Giovanni 3,31-36
31 Colui che viene dall’alto è sopra tutti; colui che viene dalla terra è della terra e parla come uno
della terra; colui che viene dal cielo è sopra tutti. 32 Egli rende testimonianza di quello che ha visto
e udito, ma nessuno riceve la sua testimonianza. 33 Chi ha ricevuto la sua testimonianza ha
confermato che Dio è veritiero. 34 Poiché colui che Dio ha mandato, dice le parole di Dio, perché
Dio non gli dà lo Spirito con misura. 35 Il Padre ama il Figlio e gli ha dato ogni cosa in
mano. 36 Chi crede nel Figlio ha vita eterna; chi rifiuta di credere al Figlio non vedrà la vita, ma
l’ira di Dio resta sopra lui”.
Ascoltiamo la Parola
C’è qualcosa di assolutamente incoraggiante della pagina del Vangelo di oggi.

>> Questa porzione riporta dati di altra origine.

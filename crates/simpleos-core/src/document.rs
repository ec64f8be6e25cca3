//! Whole-file read and write for the notepad.

use std::path::Path;
use std::path::PathBuf;

use tokio::fs;

use crate::errors::SimpleOsError;

pub const DEFAULT_EXTENSION: &str = "txt";

/// Adds `.txt` to paths that have no extension of their own.
pub fn with_default_extension(path: &Path) -> PathBuf {
    if path.extension().is_some() {
        return path.to_path_buf();
    }

    path.with_extension(DEFAULT_EXTENSION)
}

fn ensure_path(path: &Path) -> Result<(), SimpleOsError> {
    if path.as_os_str().is_empty() || path.to_string_lossy().trim().is_empty() {
        return Err(SimpleOsError::EmptyPath);
    }

    Ok(())
}

pub async fn read_text<P: AsRef<Path>>(path: P) -> Result<String, SimpleOsError> {
    let path = path.as_ref();
    ensure_path(path)?;

    let text = fs::read_to_string(path)
        .await
        .map_err(|source| SimpleOsError::ReadFailed {
            path: path.to_path_buf(),
            source,
        })?;

    log::info!("opened {} ({} bytes)", path.display(), text.len());
    Ok(text)
}

/// Writes `text` to `path`, returning the path actually written.
pub async fn write_text<P: AsRef<Path>>(path: P, text: &str) -> Result<PathBuf, SimpleOsError> {
    let path = path.as_ref();
    ensure_path(path)?;

    let target = with_default_extension(path);
    fs::write(&target, text)
        .await
        .map_err(|source| SimpleOsError::WriteFailed {
            path: target.clone(),
            source,
        })?;

    log::info!("saved {} ({} bytes)", target.display(), text.len());
    Ok(target)
}
use chrono::Local;
use chrono::NaiveDateTime;
use chrono::TimeZone;

use super::*;

fn output_of(line: &str) -> Vec<String> {
    let output = interpret(line, Local::now());
    assert_eq!(output[0], format!(">>> {line}"));
    output[1..].to_vec()
}

#[test]
fn test_every_line_gets_a_framing_line() {
    for line in ["", "echo", "help", "date", "foobar", "  help  ", "ECHO hi", "日本語"] {
        let output = interpret(line, Local::now());
        assert!(!output.is_empty());
        assert_eq!(output[0], format!(">>> {line}"));
    }
}

#[test]
fn test_echo_strips_prefix_and_space() {
    assert_eq!(output_of("echo hello"), vec!["hello"]);
    assert_eq!(output_of("echo   padded"), vec!["  padded"]);
}

#[test]
fn test_echo_swallows_any_fifth_character() {
    assert_eq!(output_of("echoXhello"), vec!["hello"]);
    assert_eq!(Command::parse("echoes"), Command::Echo("s".to_string()));
}

#[test]
fn test_short_echo_lines_echo_nothing() {
    assert_eq!(Command::parse("echo"), Command::Echo(String::new()));
    assert_eq!(Command::parse("echo "), Command::Echo(String::new()));
    assert_eq!(output_of("echo"), vec![""]);
}

#[test]
fn test_echo_counts_characters_not_bytes() {
    assert_eq!(output_of("echoé日本"), vec!["日本"]);
}

#[test]
fn test_help_lists_commands_in_order() {
    assert_eq!(
        output_of("help"),
        vec![
            "Available commands:",
            "echo [text] - Repeats the text",
            "help - Show this help message",
            "date - Show current date and time",
        ]
    );
}

#[test]
fn test_help_and_date_are_exact_matches() {
    assert_eq!(
        Command::parse("help "),
        Command::Unknown("help ".to_string())
    );
    assert_eq!(Command::parse("Date"), Command::Unknown("Date".to_string()));
}

#[test]
fn test_date_parses_back_within_a_second() {
    let before = Local::now();
    let output = output_of("date");
    assert_eq!(output.len(), 1);

    let parsed = NaiveDateTime::parse_from_str(&output[0], "%Y-%m-%d %H:%M:%S%.f").unwrap();
    let parsed = Local.from_local_datetime(&parsed).earliest().unwrap();
    let skew = (parsed - before).num_milliseconds().abs();
    assert!(skew <= 1000, "skew was {skew}ms");
}

#[test]
fn test_date_renders_given_instant() {
    let now = Local.with_ymd_and_hms(2024, 3, 9, 7, 5, 1).unwrap();
    assert_eq!(
        interpret("date", now),
        vec![">>> date", "2024-03-09 07:05:01.000000"]
    );
}

#[test]
fn test_unknown_command_is_reported() {
    assert_eq!(output_of("foobar"), vec!["Command not recognized: foobar"]);
    assert_eq!(output_of(""), vec!["Command not recognized: "]);
}

#[test]
fn test_interpret_is_repeatable() {
    let now = Local::now();
    for line in ["echo same", "help", "date", "nope"] {
        assert_eq!(interpret(line, now), interpret(line, now));
    }
}

#[test]
fn test_command_names() {
    assert_eq!(Command::parse("echo x").name(), Some("echo"));
    assert_eq!(Command::parse("help").name(), Some("help"));
    assert_eq!(Command::parse("date").name(), Some("date"));
    assert_eq!(Command::parse("ls").name(), None);
}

Gesù sta cercando di
spiegare la differenza che Egli è venuto ad inaugurare con la Sua vita. Il continuo ricorrere alla
doppia immagine “dalla terra e dall’alto” sta a significare la radicale differenza di cui Lui è
portatore. Ma per entrare in questa “differenza” non c’è bisogno di un nostro sforzo, ma di un dono,
è il dono dello Spirito. Se dovessimo usare un’immagine per rendere l’idea dovremmo dire che ciò
che opera lo Spirito è simile a ciò che fa un padre quando prende il proprio figlio o la propria figlia
e la pone sulle proprie spalle. Da quel momento in poi la visuale cambia e con essa la certezza di
essere seduti su qualcuno di affidabile. Il cambio di prospettiva e la certezza di essere sulle spalle di
qualcuno che ci ama è propriamente il frutto dello Spirito.